• Problem description
Where does the word "Result" occur in the data below? Copy each line that holds it.

• Supplied records
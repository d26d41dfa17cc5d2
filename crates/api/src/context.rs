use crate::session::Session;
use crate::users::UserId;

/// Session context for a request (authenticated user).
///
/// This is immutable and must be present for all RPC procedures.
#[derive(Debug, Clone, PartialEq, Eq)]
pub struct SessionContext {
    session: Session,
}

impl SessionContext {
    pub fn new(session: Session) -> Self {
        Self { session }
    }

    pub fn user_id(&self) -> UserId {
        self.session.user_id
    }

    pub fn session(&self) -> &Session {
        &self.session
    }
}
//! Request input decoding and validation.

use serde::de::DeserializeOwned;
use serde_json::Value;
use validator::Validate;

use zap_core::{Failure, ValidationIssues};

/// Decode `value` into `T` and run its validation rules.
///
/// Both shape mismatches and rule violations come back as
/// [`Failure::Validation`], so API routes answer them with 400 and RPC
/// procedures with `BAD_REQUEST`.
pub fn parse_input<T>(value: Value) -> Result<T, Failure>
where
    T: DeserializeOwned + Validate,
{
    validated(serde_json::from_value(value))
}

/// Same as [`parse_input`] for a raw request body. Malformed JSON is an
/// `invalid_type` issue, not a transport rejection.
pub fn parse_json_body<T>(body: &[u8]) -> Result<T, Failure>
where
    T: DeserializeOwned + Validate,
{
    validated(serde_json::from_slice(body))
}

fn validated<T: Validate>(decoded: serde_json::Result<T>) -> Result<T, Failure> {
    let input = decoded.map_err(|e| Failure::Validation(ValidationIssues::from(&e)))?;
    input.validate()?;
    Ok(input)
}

• Written response
pub fn parse_input<T>(value: Value) -> Result<T, Failure>
pub fn parse_json_body<T>(body: &[u8]) -> Result<T, Failure>
fn validated<T: Validate>(decoded: serde_json::Result<T>) -> Result<T, Failure> {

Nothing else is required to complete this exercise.